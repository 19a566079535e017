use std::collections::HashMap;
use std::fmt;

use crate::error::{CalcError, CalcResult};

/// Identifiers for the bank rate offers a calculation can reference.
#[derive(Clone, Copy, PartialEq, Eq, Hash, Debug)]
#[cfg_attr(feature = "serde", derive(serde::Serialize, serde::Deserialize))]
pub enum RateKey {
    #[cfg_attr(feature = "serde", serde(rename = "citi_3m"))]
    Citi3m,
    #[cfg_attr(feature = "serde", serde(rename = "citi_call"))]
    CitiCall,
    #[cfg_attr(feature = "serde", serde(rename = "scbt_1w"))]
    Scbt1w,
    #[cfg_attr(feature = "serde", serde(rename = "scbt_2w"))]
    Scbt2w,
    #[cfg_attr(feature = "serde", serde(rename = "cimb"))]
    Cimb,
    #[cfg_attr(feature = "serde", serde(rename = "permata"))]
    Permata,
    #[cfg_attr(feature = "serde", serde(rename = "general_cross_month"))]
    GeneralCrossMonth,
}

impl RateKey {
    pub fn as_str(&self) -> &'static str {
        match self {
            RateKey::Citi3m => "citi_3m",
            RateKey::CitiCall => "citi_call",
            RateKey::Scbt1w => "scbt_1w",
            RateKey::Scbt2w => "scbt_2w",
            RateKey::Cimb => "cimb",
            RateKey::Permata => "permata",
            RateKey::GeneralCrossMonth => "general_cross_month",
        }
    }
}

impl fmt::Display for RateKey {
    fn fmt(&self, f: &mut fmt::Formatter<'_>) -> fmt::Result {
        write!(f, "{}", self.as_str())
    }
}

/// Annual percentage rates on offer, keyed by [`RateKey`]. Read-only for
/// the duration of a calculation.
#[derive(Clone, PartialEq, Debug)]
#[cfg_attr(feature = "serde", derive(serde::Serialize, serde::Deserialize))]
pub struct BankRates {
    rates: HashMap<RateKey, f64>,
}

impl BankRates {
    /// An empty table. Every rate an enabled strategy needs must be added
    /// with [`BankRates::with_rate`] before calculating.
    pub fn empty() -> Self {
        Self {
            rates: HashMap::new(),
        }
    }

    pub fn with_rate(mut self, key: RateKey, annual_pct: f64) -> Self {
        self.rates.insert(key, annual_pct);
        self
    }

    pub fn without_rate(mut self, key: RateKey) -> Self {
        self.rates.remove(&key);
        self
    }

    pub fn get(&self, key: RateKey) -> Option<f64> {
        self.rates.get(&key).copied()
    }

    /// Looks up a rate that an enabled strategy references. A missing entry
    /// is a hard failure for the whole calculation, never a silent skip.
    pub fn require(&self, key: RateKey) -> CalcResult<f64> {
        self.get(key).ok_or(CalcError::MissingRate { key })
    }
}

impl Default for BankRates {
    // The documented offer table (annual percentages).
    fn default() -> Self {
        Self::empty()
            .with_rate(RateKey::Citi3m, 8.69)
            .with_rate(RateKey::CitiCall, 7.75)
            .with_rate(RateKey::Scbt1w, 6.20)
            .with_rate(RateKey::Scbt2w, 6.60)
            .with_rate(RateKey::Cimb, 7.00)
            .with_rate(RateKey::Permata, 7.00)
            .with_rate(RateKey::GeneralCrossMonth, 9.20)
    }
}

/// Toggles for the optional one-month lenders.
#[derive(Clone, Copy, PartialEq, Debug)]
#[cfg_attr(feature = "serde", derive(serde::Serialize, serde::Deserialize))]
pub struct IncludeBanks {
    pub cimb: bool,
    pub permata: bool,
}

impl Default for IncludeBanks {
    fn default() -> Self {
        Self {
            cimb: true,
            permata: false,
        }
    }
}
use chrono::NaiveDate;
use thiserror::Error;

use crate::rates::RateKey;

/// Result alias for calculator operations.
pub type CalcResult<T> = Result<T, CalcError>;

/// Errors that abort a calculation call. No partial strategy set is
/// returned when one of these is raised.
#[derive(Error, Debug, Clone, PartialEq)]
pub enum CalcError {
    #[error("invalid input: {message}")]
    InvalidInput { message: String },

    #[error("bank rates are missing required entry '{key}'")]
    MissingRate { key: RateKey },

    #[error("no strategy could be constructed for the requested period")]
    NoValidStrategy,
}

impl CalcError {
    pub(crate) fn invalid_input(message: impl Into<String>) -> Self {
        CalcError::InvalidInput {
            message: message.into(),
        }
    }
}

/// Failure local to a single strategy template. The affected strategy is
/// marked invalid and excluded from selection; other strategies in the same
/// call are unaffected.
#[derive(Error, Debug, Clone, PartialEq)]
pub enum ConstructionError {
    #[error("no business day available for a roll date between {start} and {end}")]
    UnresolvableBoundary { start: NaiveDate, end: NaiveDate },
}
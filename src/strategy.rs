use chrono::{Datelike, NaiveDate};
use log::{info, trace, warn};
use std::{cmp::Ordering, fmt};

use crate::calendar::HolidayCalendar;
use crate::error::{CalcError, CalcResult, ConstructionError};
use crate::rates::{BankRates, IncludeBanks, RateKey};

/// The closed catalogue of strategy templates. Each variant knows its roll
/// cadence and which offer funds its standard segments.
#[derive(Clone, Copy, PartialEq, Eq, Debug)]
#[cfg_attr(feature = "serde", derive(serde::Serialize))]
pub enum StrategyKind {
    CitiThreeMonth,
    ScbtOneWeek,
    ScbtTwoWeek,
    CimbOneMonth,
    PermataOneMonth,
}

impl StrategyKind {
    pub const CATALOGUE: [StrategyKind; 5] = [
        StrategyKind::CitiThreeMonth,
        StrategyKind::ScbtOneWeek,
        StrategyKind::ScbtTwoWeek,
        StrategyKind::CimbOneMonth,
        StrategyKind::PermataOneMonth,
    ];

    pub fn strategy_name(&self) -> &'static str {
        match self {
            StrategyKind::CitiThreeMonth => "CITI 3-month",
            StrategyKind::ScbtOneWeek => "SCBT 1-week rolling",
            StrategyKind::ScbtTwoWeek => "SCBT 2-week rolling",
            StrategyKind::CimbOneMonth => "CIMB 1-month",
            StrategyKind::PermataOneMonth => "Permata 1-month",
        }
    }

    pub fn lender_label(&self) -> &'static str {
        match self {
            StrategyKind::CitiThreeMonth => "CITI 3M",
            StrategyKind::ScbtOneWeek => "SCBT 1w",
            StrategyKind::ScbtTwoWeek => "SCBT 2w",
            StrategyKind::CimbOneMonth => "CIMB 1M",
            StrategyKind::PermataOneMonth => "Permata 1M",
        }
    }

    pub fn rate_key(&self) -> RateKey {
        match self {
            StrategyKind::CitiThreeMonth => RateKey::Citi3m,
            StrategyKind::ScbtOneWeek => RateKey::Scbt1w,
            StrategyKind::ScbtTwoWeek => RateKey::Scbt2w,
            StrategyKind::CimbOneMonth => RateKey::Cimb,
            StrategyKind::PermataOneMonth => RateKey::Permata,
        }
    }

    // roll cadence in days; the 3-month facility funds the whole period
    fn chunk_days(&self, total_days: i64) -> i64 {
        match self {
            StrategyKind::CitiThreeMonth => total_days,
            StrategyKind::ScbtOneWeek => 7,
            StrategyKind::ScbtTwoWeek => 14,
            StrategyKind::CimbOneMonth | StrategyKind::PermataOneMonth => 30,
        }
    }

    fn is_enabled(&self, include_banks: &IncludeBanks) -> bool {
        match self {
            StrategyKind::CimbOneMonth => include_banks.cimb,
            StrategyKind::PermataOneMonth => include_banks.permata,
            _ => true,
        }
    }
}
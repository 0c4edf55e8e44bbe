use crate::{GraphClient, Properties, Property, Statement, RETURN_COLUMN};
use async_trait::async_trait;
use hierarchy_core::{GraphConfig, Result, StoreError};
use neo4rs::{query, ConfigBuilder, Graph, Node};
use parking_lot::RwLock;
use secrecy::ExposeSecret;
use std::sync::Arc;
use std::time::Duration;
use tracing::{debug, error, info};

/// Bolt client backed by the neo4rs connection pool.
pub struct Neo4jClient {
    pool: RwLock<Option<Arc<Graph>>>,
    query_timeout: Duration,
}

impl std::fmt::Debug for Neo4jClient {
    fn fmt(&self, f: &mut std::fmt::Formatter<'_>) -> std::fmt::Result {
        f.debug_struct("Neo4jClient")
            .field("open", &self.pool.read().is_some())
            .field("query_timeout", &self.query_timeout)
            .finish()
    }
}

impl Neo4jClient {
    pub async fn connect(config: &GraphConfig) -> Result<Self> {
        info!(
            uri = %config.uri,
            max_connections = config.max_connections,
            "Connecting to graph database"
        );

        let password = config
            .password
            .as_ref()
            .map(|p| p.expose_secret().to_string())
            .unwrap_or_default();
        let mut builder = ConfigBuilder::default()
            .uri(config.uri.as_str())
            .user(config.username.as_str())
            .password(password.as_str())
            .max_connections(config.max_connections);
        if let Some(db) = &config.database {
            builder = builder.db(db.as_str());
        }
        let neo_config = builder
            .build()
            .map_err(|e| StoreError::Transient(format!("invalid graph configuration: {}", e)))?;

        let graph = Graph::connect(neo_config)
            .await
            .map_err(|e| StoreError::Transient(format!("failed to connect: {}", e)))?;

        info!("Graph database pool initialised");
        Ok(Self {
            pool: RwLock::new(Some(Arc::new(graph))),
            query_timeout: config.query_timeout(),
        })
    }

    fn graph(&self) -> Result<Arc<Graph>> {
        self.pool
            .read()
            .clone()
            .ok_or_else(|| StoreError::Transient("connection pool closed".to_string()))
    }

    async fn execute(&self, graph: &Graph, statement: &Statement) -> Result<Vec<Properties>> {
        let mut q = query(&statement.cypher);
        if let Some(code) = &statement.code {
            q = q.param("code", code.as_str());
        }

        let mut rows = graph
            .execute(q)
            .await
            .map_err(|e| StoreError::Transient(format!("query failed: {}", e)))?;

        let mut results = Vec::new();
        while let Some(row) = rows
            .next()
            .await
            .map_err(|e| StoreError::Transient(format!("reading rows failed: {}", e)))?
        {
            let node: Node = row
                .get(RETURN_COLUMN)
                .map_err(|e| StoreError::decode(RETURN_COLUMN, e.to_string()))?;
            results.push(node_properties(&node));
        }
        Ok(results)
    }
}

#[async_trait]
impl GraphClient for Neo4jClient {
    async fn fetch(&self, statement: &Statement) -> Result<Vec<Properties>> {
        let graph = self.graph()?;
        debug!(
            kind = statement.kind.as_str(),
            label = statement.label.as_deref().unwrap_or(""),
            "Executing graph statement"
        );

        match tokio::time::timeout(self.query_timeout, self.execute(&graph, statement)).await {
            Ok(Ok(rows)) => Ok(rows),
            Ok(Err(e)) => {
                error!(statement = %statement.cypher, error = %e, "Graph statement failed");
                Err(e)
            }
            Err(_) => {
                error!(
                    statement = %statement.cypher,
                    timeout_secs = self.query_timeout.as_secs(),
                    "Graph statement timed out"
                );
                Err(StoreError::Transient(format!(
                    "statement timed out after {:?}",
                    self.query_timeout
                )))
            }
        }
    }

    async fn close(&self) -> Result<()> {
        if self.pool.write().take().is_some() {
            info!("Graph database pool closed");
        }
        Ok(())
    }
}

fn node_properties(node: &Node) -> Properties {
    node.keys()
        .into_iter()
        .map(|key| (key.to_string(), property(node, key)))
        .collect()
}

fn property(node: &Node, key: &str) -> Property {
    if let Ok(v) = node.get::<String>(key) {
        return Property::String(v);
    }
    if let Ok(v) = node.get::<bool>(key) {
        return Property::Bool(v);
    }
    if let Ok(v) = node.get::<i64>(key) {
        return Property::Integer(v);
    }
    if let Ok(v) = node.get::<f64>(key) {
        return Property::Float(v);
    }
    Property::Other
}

===

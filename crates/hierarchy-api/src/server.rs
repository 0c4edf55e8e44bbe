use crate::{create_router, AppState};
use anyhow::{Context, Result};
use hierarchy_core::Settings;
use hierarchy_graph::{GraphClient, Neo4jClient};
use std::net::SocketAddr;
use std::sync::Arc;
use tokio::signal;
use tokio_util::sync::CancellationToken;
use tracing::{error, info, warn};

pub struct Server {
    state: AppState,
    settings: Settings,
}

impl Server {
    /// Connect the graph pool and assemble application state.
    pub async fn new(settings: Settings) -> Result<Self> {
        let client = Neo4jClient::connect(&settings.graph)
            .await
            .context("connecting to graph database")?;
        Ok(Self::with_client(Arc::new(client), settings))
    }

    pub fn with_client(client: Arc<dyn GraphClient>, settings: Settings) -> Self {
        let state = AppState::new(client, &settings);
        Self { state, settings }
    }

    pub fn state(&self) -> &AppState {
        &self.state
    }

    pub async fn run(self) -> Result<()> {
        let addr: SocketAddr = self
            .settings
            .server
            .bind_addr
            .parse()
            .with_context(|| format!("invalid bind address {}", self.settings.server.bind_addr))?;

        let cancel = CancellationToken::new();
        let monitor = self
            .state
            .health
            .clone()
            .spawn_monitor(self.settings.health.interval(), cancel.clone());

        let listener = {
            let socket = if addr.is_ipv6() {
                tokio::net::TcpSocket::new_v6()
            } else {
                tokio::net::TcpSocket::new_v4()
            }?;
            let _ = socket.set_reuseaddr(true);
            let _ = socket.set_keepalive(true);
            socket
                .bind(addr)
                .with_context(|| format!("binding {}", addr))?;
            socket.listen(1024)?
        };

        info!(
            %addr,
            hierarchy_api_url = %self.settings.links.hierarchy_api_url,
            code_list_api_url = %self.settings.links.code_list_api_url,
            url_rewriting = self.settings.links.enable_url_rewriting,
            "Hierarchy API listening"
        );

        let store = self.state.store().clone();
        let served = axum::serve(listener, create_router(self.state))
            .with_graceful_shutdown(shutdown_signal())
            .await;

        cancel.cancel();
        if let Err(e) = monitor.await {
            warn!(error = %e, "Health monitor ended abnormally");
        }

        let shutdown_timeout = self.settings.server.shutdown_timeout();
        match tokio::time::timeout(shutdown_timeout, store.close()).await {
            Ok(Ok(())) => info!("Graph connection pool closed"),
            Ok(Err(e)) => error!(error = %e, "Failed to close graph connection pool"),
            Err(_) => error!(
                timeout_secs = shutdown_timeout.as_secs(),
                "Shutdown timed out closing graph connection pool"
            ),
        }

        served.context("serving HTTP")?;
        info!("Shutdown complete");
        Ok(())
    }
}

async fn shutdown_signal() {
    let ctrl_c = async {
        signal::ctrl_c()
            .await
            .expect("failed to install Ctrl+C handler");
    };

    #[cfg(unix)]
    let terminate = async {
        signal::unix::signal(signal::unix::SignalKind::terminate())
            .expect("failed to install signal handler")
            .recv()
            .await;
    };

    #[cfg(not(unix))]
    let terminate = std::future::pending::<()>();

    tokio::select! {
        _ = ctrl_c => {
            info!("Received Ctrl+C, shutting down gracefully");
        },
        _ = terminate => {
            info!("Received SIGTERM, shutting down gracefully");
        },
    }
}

===

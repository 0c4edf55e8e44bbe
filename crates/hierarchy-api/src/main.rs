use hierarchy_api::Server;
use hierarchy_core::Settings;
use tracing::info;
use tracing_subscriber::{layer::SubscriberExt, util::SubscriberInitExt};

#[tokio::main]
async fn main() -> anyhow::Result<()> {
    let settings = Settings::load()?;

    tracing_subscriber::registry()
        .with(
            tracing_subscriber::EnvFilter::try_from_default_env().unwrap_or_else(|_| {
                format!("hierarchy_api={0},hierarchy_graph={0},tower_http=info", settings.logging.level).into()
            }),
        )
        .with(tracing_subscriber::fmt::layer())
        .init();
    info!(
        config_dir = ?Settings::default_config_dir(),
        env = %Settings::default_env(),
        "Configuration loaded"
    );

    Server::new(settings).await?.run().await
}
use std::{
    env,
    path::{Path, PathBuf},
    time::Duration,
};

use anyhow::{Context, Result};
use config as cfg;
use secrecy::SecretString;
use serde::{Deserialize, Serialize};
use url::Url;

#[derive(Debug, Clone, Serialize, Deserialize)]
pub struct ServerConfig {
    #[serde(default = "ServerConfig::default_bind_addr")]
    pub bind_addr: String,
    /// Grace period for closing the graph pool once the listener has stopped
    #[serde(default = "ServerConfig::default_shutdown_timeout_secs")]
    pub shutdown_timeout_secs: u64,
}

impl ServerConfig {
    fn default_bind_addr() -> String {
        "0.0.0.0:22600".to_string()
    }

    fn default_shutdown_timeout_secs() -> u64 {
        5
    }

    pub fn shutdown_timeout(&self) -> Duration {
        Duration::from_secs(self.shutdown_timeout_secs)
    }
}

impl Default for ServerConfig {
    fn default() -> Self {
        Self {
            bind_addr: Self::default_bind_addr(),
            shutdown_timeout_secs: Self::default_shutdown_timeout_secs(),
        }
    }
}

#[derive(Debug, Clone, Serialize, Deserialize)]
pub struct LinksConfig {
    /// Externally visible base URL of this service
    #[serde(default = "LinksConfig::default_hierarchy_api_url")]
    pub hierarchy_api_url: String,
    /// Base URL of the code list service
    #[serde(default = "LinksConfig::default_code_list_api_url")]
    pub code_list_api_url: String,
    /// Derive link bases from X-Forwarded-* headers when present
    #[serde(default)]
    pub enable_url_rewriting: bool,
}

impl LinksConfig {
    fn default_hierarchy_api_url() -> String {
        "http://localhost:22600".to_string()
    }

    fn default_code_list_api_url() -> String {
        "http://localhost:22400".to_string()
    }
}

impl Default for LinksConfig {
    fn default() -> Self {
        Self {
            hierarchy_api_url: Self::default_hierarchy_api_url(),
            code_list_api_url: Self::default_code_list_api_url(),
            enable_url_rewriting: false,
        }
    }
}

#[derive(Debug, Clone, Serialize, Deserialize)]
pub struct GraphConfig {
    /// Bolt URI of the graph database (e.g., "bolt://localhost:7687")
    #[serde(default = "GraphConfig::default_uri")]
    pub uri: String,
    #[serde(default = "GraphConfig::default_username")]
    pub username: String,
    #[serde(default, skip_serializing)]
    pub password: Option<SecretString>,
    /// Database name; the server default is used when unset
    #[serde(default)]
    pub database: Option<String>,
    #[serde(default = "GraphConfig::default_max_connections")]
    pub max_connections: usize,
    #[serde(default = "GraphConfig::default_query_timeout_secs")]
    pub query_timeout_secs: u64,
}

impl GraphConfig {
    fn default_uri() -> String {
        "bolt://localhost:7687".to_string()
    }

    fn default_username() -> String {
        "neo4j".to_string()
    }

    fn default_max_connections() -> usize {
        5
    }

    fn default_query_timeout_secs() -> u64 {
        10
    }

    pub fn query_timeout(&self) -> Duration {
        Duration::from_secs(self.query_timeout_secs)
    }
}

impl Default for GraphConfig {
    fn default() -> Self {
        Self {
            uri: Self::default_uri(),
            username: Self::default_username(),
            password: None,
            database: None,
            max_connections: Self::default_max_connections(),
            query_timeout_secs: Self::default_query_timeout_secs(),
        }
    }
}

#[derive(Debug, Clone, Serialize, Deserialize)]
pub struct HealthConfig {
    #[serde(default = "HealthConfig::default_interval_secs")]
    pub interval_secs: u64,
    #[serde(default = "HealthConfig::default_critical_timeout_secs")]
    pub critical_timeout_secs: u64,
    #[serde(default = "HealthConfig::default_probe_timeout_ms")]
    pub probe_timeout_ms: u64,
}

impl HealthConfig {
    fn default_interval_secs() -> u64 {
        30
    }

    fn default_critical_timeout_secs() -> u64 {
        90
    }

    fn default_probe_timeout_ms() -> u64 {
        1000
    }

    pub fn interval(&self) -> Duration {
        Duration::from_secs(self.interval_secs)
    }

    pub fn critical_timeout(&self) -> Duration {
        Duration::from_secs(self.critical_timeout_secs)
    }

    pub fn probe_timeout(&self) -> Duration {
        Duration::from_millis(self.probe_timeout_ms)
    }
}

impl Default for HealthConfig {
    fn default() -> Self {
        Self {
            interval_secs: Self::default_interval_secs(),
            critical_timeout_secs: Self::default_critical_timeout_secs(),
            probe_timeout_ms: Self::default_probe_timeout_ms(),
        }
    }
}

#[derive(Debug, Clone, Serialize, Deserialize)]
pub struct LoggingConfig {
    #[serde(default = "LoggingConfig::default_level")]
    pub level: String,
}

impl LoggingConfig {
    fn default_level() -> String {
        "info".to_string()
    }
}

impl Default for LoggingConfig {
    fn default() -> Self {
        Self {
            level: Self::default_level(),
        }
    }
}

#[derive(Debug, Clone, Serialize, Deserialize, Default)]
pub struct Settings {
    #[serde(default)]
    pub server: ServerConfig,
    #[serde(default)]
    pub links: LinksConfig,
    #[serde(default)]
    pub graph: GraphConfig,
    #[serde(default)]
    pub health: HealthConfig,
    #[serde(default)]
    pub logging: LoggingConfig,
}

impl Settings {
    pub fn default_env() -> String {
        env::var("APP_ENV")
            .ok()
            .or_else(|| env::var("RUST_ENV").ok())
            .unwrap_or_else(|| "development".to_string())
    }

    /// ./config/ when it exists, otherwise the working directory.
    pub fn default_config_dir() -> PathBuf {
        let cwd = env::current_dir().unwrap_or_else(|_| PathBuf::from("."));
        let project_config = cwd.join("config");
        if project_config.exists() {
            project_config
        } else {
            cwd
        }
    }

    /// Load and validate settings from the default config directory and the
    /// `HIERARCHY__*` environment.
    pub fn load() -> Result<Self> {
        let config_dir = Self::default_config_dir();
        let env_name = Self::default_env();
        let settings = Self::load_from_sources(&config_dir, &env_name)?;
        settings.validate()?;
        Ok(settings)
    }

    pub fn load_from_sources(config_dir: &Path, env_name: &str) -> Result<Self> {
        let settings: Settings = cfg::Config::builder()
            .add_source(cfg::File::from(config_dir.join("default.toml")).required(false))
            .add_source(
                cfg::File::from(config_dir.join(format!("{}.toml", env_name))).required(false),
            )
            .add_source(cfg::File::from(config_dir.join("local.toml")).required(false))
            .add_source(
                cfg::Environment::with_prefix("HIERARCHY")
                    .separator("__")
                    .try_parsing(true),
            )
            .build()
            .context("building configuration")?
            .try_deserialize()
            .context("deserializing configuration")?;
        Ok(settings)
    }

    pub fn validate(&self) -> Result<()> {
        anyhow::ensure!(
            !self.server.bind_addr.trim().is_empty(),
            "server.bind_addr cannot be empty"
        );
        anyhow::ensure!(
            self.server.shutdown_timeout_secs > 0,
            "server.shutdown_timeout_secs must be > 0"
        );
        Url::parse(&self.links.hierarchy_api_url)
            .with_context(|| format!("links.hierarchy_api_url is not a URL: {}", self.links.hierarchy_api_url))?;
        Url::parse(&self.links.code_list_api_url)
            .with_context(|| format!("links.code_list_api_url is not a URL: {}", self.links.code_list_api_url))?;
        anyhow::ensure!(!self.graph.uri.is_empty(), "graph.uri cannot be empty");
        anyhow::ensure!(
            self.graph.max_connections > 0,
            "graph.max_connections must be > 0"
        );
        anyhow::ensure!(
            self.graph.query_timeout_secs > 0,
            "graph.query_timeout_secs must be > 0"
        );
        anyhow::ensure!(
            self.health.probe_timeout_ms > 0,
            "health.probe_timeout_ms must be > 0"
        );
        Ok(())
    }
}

===

_TASK DESCRIPTION_: Each line of the data that holds "IncludeBanks" should be reported.

_SOLUTION TO THE PROBLEM_:
pub struct IncludeBanks {
impl Default for IncludeBanks {
use crate::rates::{BankRates, IncludeBanks, RateKey};
    fn is_enabled(&self, include_banks: &IncludeBanks) -> bool {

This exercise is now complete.